Семь лун назад вернулся в улус Ирбек. С гнилой раной в боку, едва живой от голода. Он-то и рассказал всем о страшной гибели Теркен-бега и его дочери. Жутко выла Ончас, билась головой о землю. Растрепала седые косички, порвала в клочья рубаху на груди. Больше всего она сокрушалась, что не похоронила братьев и внучку по обычаям предков.

Ирбек быстро встал на ноги, даже рана его затянулась, не оставив следа. А ведь кишела червями и смердела, когда он, задрав рубаху, показывал ее чайзанам. Настолько велика была сила шаманских тёсей, что смогла отвести меч орыса, который намеревался снести Ирбеку голову. Острие лишь задело бок, а сам шаман, напустив на врагов морок, шустрее ящерицы шмыгнул в камни. Но Теркен-бега не успел спасти. Подкрались орысы во тьме незаметно… Убили часовых, трусливо порубили спящих воинов…

Много дней улус горевал о своем беге, но пришло время выбирать нового вождя. На это требовалось согласие богов. Но они за что-то сердились на народ Чаадара, не позволяли старейшинам и алгысчилу[3] подняться на родовую гору: заволокли ее туманом. А ведь только на ее вершине благословитель мог принести жертвы Небесному творцу – Великому Хан-Тигиру и просить у него благополучия и покровительства народу Чаадара при выборе нового бега.

На жертвоприношения Хан-Тигиру шамана не допускали. Старики говорили: бывало, шаман поднимался на гору Небесного моления и тотчас падал в обморок, или его начинал бить припадок, или крутить судороги. Если он оставался и дальше, то умирал в страшных корчах и муках.

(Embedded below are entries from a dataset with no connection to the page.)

use std::fmt;
use std::sync::atomic::{AtomicBool, AtomicU64, Ordering};

/// Utilization counters of a conversion engine.
///
/// Counting is skipped entirely while disabled.
#[derive(Debug)]
pub struct Statistics {
    enabled: AtomicBool,
    noop: AtomicU64,
    attempts: AtomicU64,
    hits: AtomicU64,
    misses: AtomicU64,
    failures: AtomicU64,
    promotions: AtomicU64,
}

/// Point-in-time copy of [`Statistics`].
#[derive(Debug, Clone, Copy, Default, PartialEq, Eq)]
pub struct StatisticsSnapshot {
    /// Conversions that needed no work (null input or identity).
    pub noop: u64,
    /// Conversions that needed a converter.
    pub attempts: u64,
    pub hits: u64,
    pub misses: u64,
    pub failures: u64,
    /// Fallback converters promoted to direct entries.
    pub promotions: u64,
}

impl Statistics {
    #[must_use]
    pub fn new(enabled: bool) -> Self {
        Self {
            enabled: AtomicBool::new(enabled),
            noop: AtomicU64::new(0),
            attempts: AtomicU64::new(0),
            hits: AtomicU64::new(0),
            misses: AtomicU64::new(0),
            failures: AtomicU64::new(0),
            promotions: AtomicU64::new(0),
        }
    }

    #[must_use]
    pub fn is_enabled(&self) -> bool {
        self.enabled.load(Ordering::Relaxed)
    }

    pub fn set_enabled(&self, enabled: bool) {
        self.enabled.store(enabled, Ordering::Relaxed);
    }

    fn bump(&self, counter: &AtomicU64) {
        if self.is_enabled() {
            counter.fetch_add(1, Ordering::Relaxed);
        }
    }

    pub(crate) fn record_noop(&self) {
        self.bump(&self.noop);
    }

    pub(crate) fn record_attempt(&self) {
        self.bump(&self.attempts);
    }

    pub(crate) fn record_hit(&self) {
        self.bump(&self.hits);
    }

    pub(crate) fn record_miss(&self) {
        self.bump(&self.misses);
    }

    pub(crate) fn record_failure(&self) {
        self.bump(&self.failures);
    }

    pub(crate) fn record_promotion(&self) {
        self.bump(&self.promotions);
    }

    pub fn reset(&self) {
        for counter in [
            &self.noop,
            &self.attempts,
            &self.hits,
            &self.misses,
            &self.failures,
            &self.promotions,
        ] {
            counter.store(0, Ordering::Relaxed);
        }
    }

    #[must_use]
    pub fn snapshot(&self) -> StatisticsSnapshot {
        StatisticsSnapshot {
            noop: self.noop.load(Ordering::Relaxed),
            attempts: self.attempts.load(Ordering::Relaxed),
            hits: self.hits.load(Ordering::Relaxed),
            misses: self.misses.load(Ordering::Relaxed),
            failures: self.failures.load(Ordering::Relaxed),
            promotions: self.promotions.load(Ordering::Relaxed),
        }
    }
}

impl fmt::Display for StatisticsSnapshot {
    fn fmt(&self, f: &mut fmt::Formatter<'_>) -> fmt::Result {
        write!(
            f,
            "conversion engine utilization[noop={}, attempts={}, hits={}, misses={}, failures={}, promotions={}]",
            self.noop, self.attempts, self.hits, self.misses, self.failures, self.promotions
        )
    }
}
use std::fmt;

use crate::builtin;
use crate::descriptor::TypeDescriptor;

/// Lookup key for the conversion table: `(target, source)`.
///
/// A `None` source denotes the null value. Using [`builtin::object`] as the
/// source registers a converter for any source type.
#[derive(Debug, Clone, PartialEq, Eq, Hash)]
pub struct TypeKey {
    target: TypeDescriptor,
    source: Option<TypeDescriptor>,
}

impl TypeKey {
    #[must_use]
    pub fn new(target: TypeDescriptor, source: TypeDescriptor) -> Self {
        Self {
            target,
            source: Some(source),
        }
    }

    /// Key for converting the null value to `target`.
    #[must_use]
    pub fn null_source(target: TypeDescriptor) -> Self {
        Self {
            target,
            source: None,
        }
    }

    /// Key matching every source type.
    #[must_use]
    pub fn any_source(target: TypeDescriptor) -> Self {
        Self::new(target, builtin::object())
    }

    #[must_use]
    pub fn target(&self) -> &TypeDescriptor {
        &self.target
    }

    #[must_use]
    pub fn source(&self) -> Option<&TypeDescriptor> {
        self.source.as_ref()
    }
}

impl fmt::Display for TypeKey {
    fn fmt(&self, f: &mut fmt::Formatter<'_>) -> fmt::Result {
        match &self.source {
            Some(source) => write!(f, "[{source}=>{}]", self.target),
            None => write!(f, "[null=>{}]", self.target),
        }
    }
}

Ирбек знал, что путь на Изылтах ему заказан. Но он мог этот путь открыть для алгысчила и старейшин. С помощью бубна и колотушки разогнать непогоду над Изылтах, над которой творилось что-то несусветное.

Дни и ночи напролет черные тучи затягивали небо, глухие раскаты грома сливались в грозный рокот. Молнии чертили огненные зигзаги, били в деревья, раскалывали их, жгли. Языки пламени лизали камни, а искры уходили в землю, проникали в Нижнее царство. На пару мгновений проглядывало синее небо, и вновь молнии вспыхивали одна за другой.

Шквальный ветер набрасывался на деревья, и все вокруг обращалось в хаос – рычащий, беснующийся, то и дело прорываемый вспышками ослепительно-голубого пламени. Огромные березы раскачивало и вырывало с корнями, которыми они цеплялись за камни, надеясь выжить. А камни из последних сил пытались удержать деревья, будто свое прошлое, пережитое вместе.

Долго камлал у подножия горы Ирбек. Несколько дней и ночей подряд. В скалы целились кинжалы молний, но не смог их отвести своим бубном шаман. Неукротимая и неподвластная Ирбеку мощь опять и опять насылала на склоны Изылтах грозу. В небе раз за разом гремел гром. Ветер стонал и рвал в клочья облака.

Одна из молний ударила так близко, что сожгла его шалаш, а сам Ирбек повалился замертво. И лежал так три дня – живой, но с черным, словно рыльце землеройки, лицом.

В аале шептались: «Отняла рана силы Ирбека…» – но не решались сказать открыто, опасаясь мести тёсей шамана. Кто знает, вдруг вернется былое могущество, и тогда отведет Ирбек своим бубном от священной горы Изыл молнии, будто подожженные стрелы – щитом, как отводила их когда-то девятикосая Арачин. И гроза отступала. Она медленно и неохотно отползала за дальние хребты, слабея и хирея на глазах, потому что не было другой столь великой силы, как у Арачин, способной вызвать защитников из иных миров…

Все, что происходило в улусе, Киркея не волновало. Осенью он ушел из табуна и поселился в той самой пещере, где совсем недавно они прятались с Айдыной от гнева родных. Его подружка была мертва, а он никак не мог с этим смириться. Иногда ему хотелось замуровать вход и остаться под каменными сводами навсегда, но всякий раз что-то останавливало Киркея.